The hinge allows the front piece to rotate down.

See the photos above.

The trigger mechanism is positioned lower than the pouch path and therefore it is not in the way.

The Boynton-Banger is easy to make, inexpensive, and very easy to cock with 2 hands.

It can be a test bed for very powerful bands for inch, by inch draw comparison.

In addition, arrows and bolts may also be shot with this crossbow rifle.

Try it, it is a lot of fun..


----------



## JoergS (Dec 17, 2009)

Stu, welcome to the forum!

Very good to have another true inventor (full blown physicist, too) here.

For those who don't know him, Stu is a very active inventor, with lots of great ideas.
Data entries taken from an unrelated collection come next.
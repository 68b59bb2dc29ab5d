//! Provider VM sub-specs

use serde::Serialize;
use spec_core::VariantSpec;

use crate::Result;
use crate::aws::AwsVmSpec;
use crate::azure::AzureVmSpec;
use crate::cloud::Cloud;
use crate::gcp::GceVmSpec;

/// VM settings for whichever cloud the spec targets
///
/// Serializes externally tagged by cloud name, mirroring the config layout
/// (`vm_spec: {GCP: {...}}`).
#[derive(Debug, Clone, PartialEq, Eq, Serialize)]
pub enum VmSpec {
    #[serde(rename = "GCP")]
    Gcp(GceVmSpec),
    #[serde(rename = "AWS")]
    Aws(AwsVmSpec),
    #[serde(rename = "Azure")]
    Azure(AzureVmSpec),
}

impl VmSpec {
    /// Convert the branch a `vm_spec` union resolved to.
    pub fn from_variant(variant: &VariantSpec) -> Result<Self> {
        let cloud = variant.variant().parse::<Cloud>()?;
        let spec = variant.spec();
        let vm = match cloud {
            Cloud::Gcp => VmSpec::Gcp(GceVmSpec::from_resolved(spec)?),
            Cloud::Aws => VmSpec::Aws(AwsVmSpec::from_resolved(spec)?),
            Cloud::Azure => VmSpec::Azure(AzureVmSpec::from_resolved(spec)?),
        };
        Ok(vm)
    }

    pub fn cloud(&self) -> Cloud {
        match self {
            VmSpec::Gcp(_) => Cloud::Gcp,
            VmSpec::Aws(_) => Cloud::Aws,
            VmSpec::Azure(_) => Cloud::Azure,
        }
    }

    pub fn machine_type(&self) -> Option<&str> {
        match self {
            VmSpec::Gcp(vm) => vm.machine_type.as_deref(),
            VmSpec::Aws(vm) => vm.machine_type.as_deref(),
            VmSpec::Azure(vm) => vm.machine_type.as_deref(),
        }
    }

    pub fn zone(&self) -> Option<&str> {
        match self {
            VmSpec::Gcp(vm) => vm.zone.as_deref(),
            VmSpec::Aws(vm) => vm.zone.as_deref(),
            VmSpec::Azure(vm) => vm.zone.as_deref(),
        }
    }
}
He makes his own air rifles (very powerful) and is a regular at spudfiles, a great forum about launchers.

I have exchanged many ideas with him over time, and my Sling-X-Bow would not exist without these discussions.
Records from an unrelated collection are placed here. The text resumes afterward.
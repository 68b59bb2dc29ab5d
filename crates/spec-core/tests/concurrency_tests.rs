//! Resolution against a shared static schema from many threads

use std::collections::HashSet;
use std::sync::{Arc, LazyLock};
use std::thread;

use serde_json::json;
use spec_core::{NoOverrides, OptionSchema, RandomSecret, RunContext, RunScopedName, SpecSchema, resolve};

static SCHEMA: LazyLock<spec_core::Result<SpecSchema>> = LazyLock::new(|| {
    SpecSchema::builder("shared")
        .option(OptionSchema::string("name").default_with(RunScopedName::new("pkb-db")))
        .option(OptionSchema::string("password").default_with(RandomSecret::default()))
        .build()
});

#[test]
fn concurrent_resolutions_share_names_but_not_secrets() {
    let context = Arc::new(RunContext::new("123").unwrap());

    let handles: Vec<_> = (0..8)
        .map(|_| {
            let context = Arc::clone(&context);
            thread::spawn(move || {
                let schema = SCHEMA.as_ref().unwrap();
                let spec = resolve(schema, &json!({}), &NoOverrides, &context).unwrap();
                (
                    spec.required_string("name").unwrap().to_string(),
                    spec.required_string("password").unwrap().to_string(),
                )
            })
        })
        .collect();

    let results: Vec<(String, String)> = handles.into_iter().map(|h| h.join().unwrap()).collect();

    let names: HashSet<&str> = results.iter().map(|(n, _)| n.as_str()).collect();
    assert_eq!(names.len(), 1);
    assert!(names.contains("pkb-db-123"));

    let secrets: HashSet<&str> = results.iter().map(|(_, s)| s.as_str()).collect();
    assert_eq!(secrets.len(), results.len());
}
I like the ratched idea very much. This is a great shooter with much potential!

Jörg


----------



## ZDP-189 (Mar 14, 2010)

Anyone with a chrony in the garage is sure to fit in here.


----------



## boyntonstu (Jul 16, 2010)

Here's a photo of the simple trigger mechanism.


----------



## ZDP-189 (Mar 14, 2010)

You know, if you ran the rubber underneath, you could use cord on the top and run them through one or more eye loops. Just an idea that opens up possibilities.


----------



## boyntonstu (Jul 16, 2010)

ZDP-189 said:


> You know, if you ran the rubber underneath, you could use cord on the top and run them through one or more eye loops. Just an idea that opens up possibilities.


Is this what you mean?










BTW I would like to see someone improve this design.
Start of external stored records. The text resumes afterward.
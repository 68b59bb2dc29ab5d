//! Error types for spec-providers

use crate::cloud::Cloud;

/// Result type for spec-providers operations
pub type Result<T> = std::result::Result<T, Error>;

/// Errors that can occur while selecting or converting provider specs
#[derive(Debug, Clone, PartialEq, thiserror::Error)]
pub enum Error {
    /// Unknown cloud name
    #[error("Invalid cloud: {cloud}")]
    InvalidCloud { cloud: String },

    /// The registry has no provider for the cloud
    #[error("Provider not registered for cloud: {cloud}")]
    ProviderNotRegistered { cloud: Cloud },

    /// Schema or resolution error from spec-core
    #[error(transparent)]
    Spec(#[from] spec_core::Error),
}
Perhaps you could employ the X-Bow trigger?

IMO The Harbor Freight Aluminum clamp was made for slingshot rifles.

Strong, lightweight, adaptable, and inexpensive.

I purchased a 48 inch one on sale for only $8.99.


----------



## ZDP-189 (Mar 14, 2010)

No, but I like the idea. I was thinking of using a single band running underneath connected to two strings that attach the pouch. The strings run full length.


----------



## Paul (Jun 15, 2010)

Stu,
Great trigger. I love the idea of a clamp body/slide. Very good idea.
Thanks for the great pictures.

I just finished one myself (no pix yet), on my first impression of Jorg's.

Paul in Oregon


----------



## boyntonstu (Jul 16, 2010)

Paul said:


> Stu,
> Great trigger. I love the idea of a clamp body/slide. Very good idea.
> Thanks for the great pictures.
> 
> ...


Thanks Paul,

What is so neat about a continuous ratchet is that you can draw, stop, rest, and pull some more.

By holding the stock against my body, I can quickly draw it full length using both hands in a single pull while pointed down range.

A few more ideas.

I replaced the rollers with 1/4"-20 bolts and T nuts beneath.

I use Snare knots everywhere; pouch and fork.

Look up a few posts for the photo.

They hold tight and they can be quickly loosened.

In seconds, I can replace the rubber, adjust the lengths, add another color, etc.

The Snare Knot is a great knot for testing.


----------



## dgui (Jan 12, 2010)

Very inventive. The EZ Claw Shooter.


----------



## boyntonstu (Jul 16, 2010)

dgui said:


> Very inventive. The EZ Claw Shooter.


Thanks,

The EZ Claw Shooter? What is that?


----------